Let’s wait and see, of course. But at this juncture, I doubt Japan will enforce the Hague with much verve. Doing so, as Colin P.A. Jones has pointed out on these pages, would in fact give more rights to those in international marriages than it would domestic couples! If the Japanese government’s past behavior towards inconvenient international treaties is any guide, it will find caveats to ensure international divorce does not become another way for Japan’s depopulation to accelerate.

Thus, MOFA’s pamphlet is little more than subtle propagandizing meant to reassure the Japanese public that they haven’t lost the power to abduct by signing the Hague. In fact, MOFA is portraying the Hague as a means to bring more Japanese children back home. With that mind-set as strong as ever, I anticipate that foreign parents will continue to get a raw deal from the Japanese system.


Debito Arudou recommends that officials at MOFA and everyone else understand this issue better by watching “From The Shadows,” a documentary available at www.fromtheshadowsmovie.com. Twitter @arudoudebito. Just Be Cause usually appears in print on the first Thursday of the month. Your comments and story ideas: community@japantimes.co.jp


19 comments on “Japan Times JBC 80 October 8, 2014: “Biased pamphlet bodes ill for left-behind parents”, on MOFA propagandizing re Hague Treaty on Child Abductions

  • “Thank you for contacting me in regard to your concerns about Japanese government practices with respect to non-native parents of native Japanese children. I appreciate you taking the time to bring this to my attention.

    I have forwarded your concerns to officials at the Department of State, urging them to review the matter.”

    Email from Dan Coats, Indiana representative. Not sure if this is sincere, but his Wikipedia page says he was ambassador to Germany for a while, so he may very well be personally involved in such issues of international cooperation.
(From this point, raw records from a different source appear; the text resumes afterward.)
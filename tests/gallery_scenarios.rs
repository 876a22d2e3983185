//! End-to-end scenarios through the public `Gallery` API.
//!
//! Unit tests cover each component with a hand-driven fetcher. These drive a
//! whole gallery the way a host would: real files probed on the worker pool,
//! a wall clock, and layout properties read back from the surface.

use image::{ImageBuffer, Rgb};
use mosaic_gal::config::{GalleryConfig, LayoutOptions};
use mosaic_gal::fetch::{FileFetcher, ImageFetcher, SyntheticFetcher};
use mosaic_gal::gallery::Gallery;
use mosaic_gal::surface::{MemorySurface, NodeKind, RenderSurface, StyleProp};
use mosaic_gal::types::LayoutKind;
use std::path::Path;
use std::time::{Duration, Instant};
use tempfile::TempDir;

fn gallery<F: ImageFetcher>(fetcher: F, layout: LayoutKind, width: f64) -> Gallery<MemorySurface, F> {
    let mut surface = MemorySurface::new();
    let container = surface.create_node(NodeKind::Container);
    surface.set_client_width(container, width);
    let config = GalleryConfig {
        layout,
        ..GalleryConfig::default()
    };
    Gallery::new(surface, fetcher, container, config)
}

fn write_png(dir: &Path, name: &str, width: u32, height: u32) -> String {
    let path = dir.join(name);
    ImageBuffer::from_pixel(width, height, Rgb([40u8, 40, 40]))
        .save(&path)
        .unwrap();
    path.display().to_string()
}

/// Tick on the wall clock measured from `start` until the gallery has no
/// timer work left.
fn run_until_idle<F: ImageFetcher>(g: &mut Gallery<MemorySurface, F>, start: Instant) {
    while g.next_wakeup().is_some() {
        assert!(start.elapsed() < Duration::from_secs(30), "gallery never went idle");
        std::thread::sleep(Duration::from_millis(2));
        g.tick(start.elapsed());
    }
}

fn percent_width(g: &Gallery<MemorySurface, impl ImageFetcher>, node: mosaic_gal::surface::NodeId) -> f64 {
    g.surface()
        .style(node, StyleProp::Width)
        .and_then(|v| v.percent())
        .unwrap()
}

// =========================================================================
// File ingestion
// =========================================================================

#[test]
fn files_commit_in_submission_order() {
    let tmp = TempDir::new().unwrap();
    let big = write_png(tmp.path(), "big.png", 640, 480);
    let small = write_png(tmp.path(), "small.png", 8, 6);
    let tall = write_png(tmp.path(), "tall.png", 30, 90);
    let missing = tmp.path().join("missing.png").display().to_string();

    let fetcher = FileFetcher::new(Some(4)).unwrap();
    let mut g = gallery(fetcher, LayoutKind::Brick, 1000.0);
    let sources = [big.as_str(), missing.as_str(), small.as_str(), tall.as_str()];
    let titles = ["big", "missing", "small", "tall"];
    let start = Instant::now();
    g.set_images(&sources, &titles, LayoutOptions::default(), start.elapsed())
        .unwrap();
    run_until_idle(&mut g, start);

    let titles: Vec<&str> = g.records().map(|r| r.title()).collect();
    assert_eq!(titles, vec!["big", "small", "tall"]);
    let sizes: Vec<String> = g
        .records()
        .map(|r| r.natural_size().unwrap().to_string())
        .collect();
    assert_eq!(sizes, vec!["640x480", "8x6", "30x90"]);
    assert!(!g.is_loading());
}

#[test]
fn known_files_settle_synchronously_on_second_batch() {
    let tmp = TempDir::new().unwrap();
    let a = write_png(tmp.path(), "a.png", 20, 10);

    let fetcher = FileFetcher::new(Some(1)).unwrap();
    let mut g = gallery(fetcher, LayoutKind::Waterfall, 1000.0);
    let start = Instant::now();
    g.set_images(&[a.as_str()], &[], LayoutOptions::default(), start.elapsed())
        .unwrap();
    run_until_idle(&mut g, start);
    assert_eq!(g.cache_len(), 1);

    // The size is remembered, so this batch drains inside add_images.
    g.add_images(&[a.as_str()], &[], start.elapsed()).unwrap();
    assert!(!g.is_loading());
    assert_eq!(g.cache_len(), 2);
}

// =========================================================================
// Layout properties
// =========================================================================

#[test]
fn brick_rows_span_container() {
    let sizes = [
        "300x200", "200x300", "400x200", "250x250", "600x300", "300x400", "500x200", "200x200",
        "350x250", "300x300",
    ];
    let mut g = gallery(SyntheticFetcher, LayoutKind::Brick, 1000.0);
    g.set_images(&sizes, &[], LayoutOptions::default(), Duration::ZERO)
        .unwrap();

    let rows = g.surface().children(g.container());
    assert!(rows.len() > 1);
    let totals: Vec<f64> = rows
        .iter()
        .map(|row| {
            g.surface()
                .children(*row)
                .into_iter()
                .map(|w| percent_width(&g, w))
                .sum()
        })
        .collect();
    let (tail, finished) = totals.split_last().unwrap();
    for total in finished {
        assert!((total - 100.0).abs() < 1e-6, "row spans {total}%");
    }
    assert!(*tail <= 100.0 + 1e-6);
}

#[test]
fn waterfall_columns_stay_balanced() {
    let heights = [300, 100, 200, 150, 50, 400, 120, 80, 260, 90, 310, 60];
    let sources: Vec<String> = heights.iter().map(|h| format!("250x{h}")).collect();
    let refs: Vec<&str> = sources.iter().map(String::as_str).collect();

    let mut g = gallery(SyntheticFetcher, LayoutKind::Waterfall, 1000.0);
    g.set_images(&refs, &[], LayoutOptions::default(), Duration::ZERO)
        .unwrap();

    // 250px columns, so every image keeps its natural height.
    let columns = g.surface().children(g.container());
    assert_eq!(columns.len(), 4);
    let column_heights: Vec<u32> = columns
        .iter()
        .map(|col| {
            g.surface()
                .children(*col)
                .into_iter()
                .map(|w| {
                    let record = g.records().find(|r| r.wrapper() == w).unwrap();
                    record.natural_size().unwrap().height
                })
                .sum()
        })
        .collect();
    let max = *column_heights.iter().max().unwrap();
    let min = *column_heights.iter().min().unwrap();
    assert!(max - min <= *heights.iter().max().unwrap());
}

#[test]
fn jigsaw_caps_slots_at_six() {
    let mut g = gallery(SyntheticFetcher, LayoutKind::Jigsaw, 900.0);
    g.set_images(&["4x3"; 10], &[], LayoutOptions::default(), Duration::ZERO)
        .unwrap();
    assert_eq!(g.cache_len(), 10);
    assert_eq!(g.surface().children(g.container()).len(), 6);
    assert_eq!(g.surface().live_masks(), 6);
}
//! Ingestion Monitor: moves a load batch into the main cache in submission
//! order.
//!
//! Fetches complete in any order. The monitor keeps a commit cursor over the
//! batch and only ever commits the record under the cursor:
//!
//! - size obtained: append to the cache, advance
//! - errored (failed or timed out): discard, advance
//! - still pending: stop; nothing later may overtake it
//!
//! The scan runs whenever a fetch settles and on every poll instant
//! (`batch_start + k * poll_interval`). At a poll instant any record that has
//! been pending for longer than the timeout is expired, which bounds
//! head-of-line blocking. Once the cursor passes the last record the batch is
//! dropped and the monitor goes idle.
//!
//! Only one batch runs at a time. Submitting while a batch is in flight is
//! rejected with [`GalleryError::Busy`].

use crate::cache::MainCache;
use crate::fetch::ImageFetcher;
use crate::gallery::GalleryError;
use crate::record::{ImageRecord, RecordState};
use crate::surface::RenderSurface;
use log::{debug, info, warn};
use std::time::Duration;

const MIN_POLL_INTERVAL: Duration = Duration::from_millis(1);

#[derive(Debug)]
pub struct IngestionMonitor {
    /// Records leave the batch (become `None`) when committed or discarded.
    batch: Vec<Option<ImageRecord>>,
    cursor: usize,
    batch_start: Duration,
    next_poll: Duration,
    timeout: Duration,
    interval: Duration,
}

impl IngestionMonitor {
    pub fn new(timeout: Duration, interval: Duration) -> Self {
        Self {
            batch: Vec::new(),
            cursor: 0,
            batch_start: Duration::ZERO,
            next_poll: Duration::ZERO,
            timeout,
            interval: interval.max(MIN_POLL_INTERVAL),
        }
    }

    /// Whether a batch is in flight (the poll loop is running).
    pub fn is_active(&self) -> bool {
        !self.batch.is_empty()
    }

    pub fn timeout(&self) -> Duration {
        self.timeout
    }

    /// Applies to the running batch too, from its next poll.
    pub fn set_timeout(&mut self, timeout: Duration) {
        self.timeout = timeout;
    }

    pub fn poll_interval(&self) -> Duration {
        self.interval
    }

    /// Instant of the next scheduled poll, if a batch is in flight.
    pub fn next_poll(&self) -> Option<Duration> {
        self.is_active().then_some(self.next_poll)
    }

    /// Records still waiting in the batch.
    pub fn outstanding(&self) -> usize {
        self.batch.iter().flatten().count()
    }

    /// Start a new batch at `now` and begin fetching every record.
    ///
    /// Records whose fetch settles synchronously are committed during the
    /// call, so a batch made only of already-known sizes drains before this
    /// returns and never leaves the monitor busy. Returns the number of
    /// records committed during the call.
    pub fn submit(
        &mut self,
        records: Vec<ImageRecord>,
        now: Duration,
        fetcher: &dyn ImageFetcher,
        surface: &mut dyn RenderSurface,
        cache: &mut MainCache,
    ) -> Result<usize, GalleryError> {
        if self.is_active() {
            warn!(
                "rejecting batch of {} images: {} still loading",
                records.len(),
                self.outstanding()
            );
            for record in records {
                record.destroy(surface);
            }
            return Err(GalleryError::Busy);
        }
        if records.is_empty() {
            return Ok(0);
        }
        info!("loading batch of {} images", records.len());
        self.batch = records.into_iter().map(Some).collect();
        self.cursor = 0;
        self.batch_start = now;
        self.next_poll = now + self.interval;

        let mut committed = 0;
        for i in 0..self.batch.len() {
            let settled = match self.batch[i].as_mut() {
                Some(record) => record.resolve(fetcher, surface),
                None => false,
            };
            if settled {
                committed += self.commit_ready(surface, cache);
            }
        }
        self.finish_if_drained();
        Ok(committed)
    }

    /// Observe fetch completions and commit whatever became eligible.
    pub fn deliver(&mut self, surface: &mut dyn RenderSurface, cache: &mut MainCache) -> usize {
        if !self.is_active() {
            return 0;
        }
        let mut settled = false;
        for record in self.batch.iter_mut().skip(self.cursor).flatten() {
            settled |= record.observe(surface);
        }
        let committed = if settled {
            self.commit_ready(surface, cache)
        } else {
            0
        };
        self.finish_if_drained();
        committed
    }

    /// Run every poll instant that has come due by `now`.
    pub fn poll_due(
        &mut self,
        now: Duration,
        surface: &mut dyn RenderSurface,
        cache: &mut MainCache,
    ) -> usize {
        let mut committed = 0;
        while self.is_active() && self.next_poll <= now {
            let instant = self.next_poll;
            self.next_poll += self.interval;
            committed += self.poll_at(instant, surface, cache);
        }
        committed
    }

    fn poll_at(
        &mut self,
        instant: Duration,
        surface: &mut dyn RenderSurface,
        cache: &mut MainCache,
    ) -> usize {
        let elapsed = instant.saturating_sub(self.batch_start);
        for record in self.batch.iter_mut().skip(self.cursor).flatten() {
            record.observe(surface);
            if elapsed > self.timeout {
                record.expire();
            }
        }
        let committed = self.commit_ready(surface, cache);
        debug!(
            "poll at {}ms: committed {}, {} outstanding",
            elapsed.as_millis(),
            committed,
            self.outstanding()
        );
        self.finish_if_drained();
        committed
    }

    /// Advance the commit cursor as far as submission order allows.
    fn commit_ready(&mut self, surface: &mut dyn RenderSurface, cache: &mut MainCache) -> usize {
        let mut committed = 0;
        while self.cursor < self.batch.len() {
            let slot = &mut self.batch[self.cursor];
            let state = match slot {
                Some(record) => record.state(),
                None => {
                    self.cursor += 1;
                    continue;
                }
            };
            match state {
                RecordState::Pending => break,
                RecordState::SizeObtained | RecordState::Committed => {
                    if let Some(record) = slot.take() {
                        let index = cache.push(record, surface);
                        debug!("committed batch item {} at index {}", self.cursor, index);
                        committed += 1;
                    }
                }
                RecordState::Errored => {
                    if let Some(record) = slot.take() {
                        debug!("discarding {}", record.source());
                        record.destroy(surface);
                    }
                }
            }
            self.cursor += 1;
        }
        committed
    }

    fn finish_if_drained(&mut self) {
        if self.is_active() && self.cursor >= self.batch.len() {
            info!("batch drained");
            self.batch.clear();
            self.cursor = 0;
        }
    }
}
    But, hey, even if it was just an office grunt getting back to me with a fill-in-the-blanks email, maybe they really did forward it to the right people.

  • Jim Di Griz says:

    @ Chester #2

    Good job.
    There’s a paper trail of accountability now in the event of inaction leading to a situation where one of his voter loses their child because of ‘cold stares’.

  • I just want to quickly comment on the prevailing Japanese notion of domestic violence that Debito touched upon above.

    The idea that silence of angry stares or even agruing can constitute domestic violence is incredibly disrespectful to people who have had to suffer from real violence in the household. By reducing “domestic violence” to such trivial and non-violent actions that occur in every relationship you cheapen the suffering of people who have truly suffered.

    Now it has become hard to sympathize with someone who says they have been the victim of domestic violence in Japan. I think everyone must have, according to the prevailing definition.

    Stop being so disrespectful Japan!

  • Loverilakkuma says:

    As most of you probably know, the JT has just closed the discussion forum in only three days possibly due to the escalation of discourse containing emotionally sensitive language. It has 58 comments, a one third of last article.

    — It was not a matter of emotionally-sensitive language. It was because commenters were making provably untrue and libelous statements about the Savoie Case. Once again, topic derailed: Nobody talked about MOFA and the possible intent of a propagandistic pamphlet issued by an official body.

  • Baudrillard says:

    @TTJ, Postmodern Japan is one of the worst offenders of the misuse of terms and labels- just look at the plethora of English words twisted into Katakana.It makes daily life in Japan, especially dysfunctional urban centers like Tokyo, really grating and annoying. “Harassment” is another one, I ll never forget how my friend was given a name card from a woman who worked for MTV- he called her up ONCE and actually didnt get through, just left a message, and she told their mutual acquaintance he was “harassing” her. Actually it was possibly a boast, which I will discuss in a couple of paragraphs.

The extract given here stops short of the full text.